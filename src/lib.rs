//! Posekit - skeletal pose engine
//!
//! Forward kinematics over parent-indexed joint hierarchies, conversions
//! between rotation representations, and bone geometry for rendering.

pub mod core;
pub mod math;
pub mod animation;

pub use crate::animation::{Motion, Pose, Skeleton, SkeletonBuilder};
pub use crate::core::{Error, PoseConfig, Result};
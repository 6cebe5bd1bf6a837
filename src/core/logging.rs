//! Logging initialization

/// Initialize the logging system
///
/// Uses env_logger with default filter level of `info`.
/// Override with RUST_LOG environment variable.
///
/// # Example
/// ```
/// posekit::core::logging::init();
/// log::info!("Pose engine ready");
/// ```
pub fn init() {
    env_logger::Builder::from_env(
        env_logger::Env::default().default_filter_or("info")
    ).init();
}
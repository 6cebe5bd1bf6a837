//! Error types for the pose engine

use thiserror::Error;

/// Main error type for the crate
#[derive(Debug, Error)]
pub enum Error {
    #[error("Invalid hierarchy: {0}")]
    InvalidHierarchy(String),

    #[error("Shape mismatch: expected {expected} {what}, got {actual}")]
    ShapeMismatch {
        what: &'static str,
        expected: usize,
        actual: usize,
    },

    #[error("Degenerate rotation: {0}")]
    DegenerateRotation(String),

    #[error("Joint index {index} out of range (skeleton has {count} joints)")]
    JointOutOfRange { index: usize, count: usize },

    #[error("Invalid Euler order: {0:?}")]
    InvalidEulerOrder(String),

    #[error("Config error: {0}")]
    Config(String),

    #[error("IO error: {0}")]
    Io(#[from] std::io::Error),

    #[error("JSON error: {0}")]
    Json(#[from] serde_json::Error),
}

impl Error {
    pub(crate) fn shape(what: &'static str, expected: usize, actual: usize) -> Self {
        Error::ShapeMismatch { what, expected, actual }
    }
}
//! Mathematical utilities

pub mod aabb;
pub mod ops;
pub mod rotation;

pub use aabb::Aabb;
pub use rotation::{AngleUnit, Axis, EulerOrder, SixD};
★ ★ ★ ★
Return the full material unchanged.

RESULT →
filename src/lib.rs
//! Posekit - skeletal pose engine
//!
//! Forward kinematics over parent-indexed joint hierarchies, conversions
//! between rotation representations, and bone geometry for rendering.

pub mod core;
pub mod math;
pub mod animation;

pub use crate::animation::{Motion, Pose, Skeleton, SkeletonBuilder};
pub use crate::core::{Error, PoseConfig, Result};
repository 6cebe5bd1bf6a837
filename src/core/logging.rs
//! Logging initialization

/// Initialize the logging system
///
/// Uses env_logger with default filter level of `info`.
/// Override with RUST_LOG environment variable.
///
/// # Example
/// ```
/// posekit::core::logging::init();
/// log::info!("Pose engine ready");
/// ```
pub fn init() {
    env_logger::Builder::from_env(
        env_logger::Env::default().default_filter_or("info")
    ).init();
}
repository 6cebe5bd1bf6a837
//! Error types for the pose engine

use thiserror::Error;

/// Main error type for the crate
#[derive(Debug, Error)]
pub enum Error {
    #[error("Invalid hierarchy: {0}")]
    InvalidHierarchy(String),

    #[error("Shape mismatch: expected {expected} {what}, got {actual}")]
    ShapeMismatch {
        what: &'static str,
        expected: usize,
        actual: usize,
    },

    #[error("Degenerate rotation: {0}")]
    DegenerateRotation(String),

    #[error("Joint index {index} out of range (skeleton has {count} joints)")]
    JointOutOfRange { index: usize, count: usize },

    #[error("Invalid Euler order: {0:?}")]
    InvalidEulerOrder(String),

    #[error("Config error: {0}")]
    Config(String),

    #[error("IO error: {0}")]
    Io(#[from] std::io::Error),

    #[error("JSON error: {0}")]
    Json(#[from] serde_json::Error),
}

impl Error {
    pub(crate) fn shape(what: &'static str, expected: usize, actual: usize) -> Self {
        Error::ShapeMismatch { what, expected, actual }
    }
}
//! Mathematical utilities

pub mod aabb;
pub mod ops;
pub mod rotation;

pub use aabb::Aabb;
pub use rotation::{AngleUnit, Axis, EulerOrder, SixD};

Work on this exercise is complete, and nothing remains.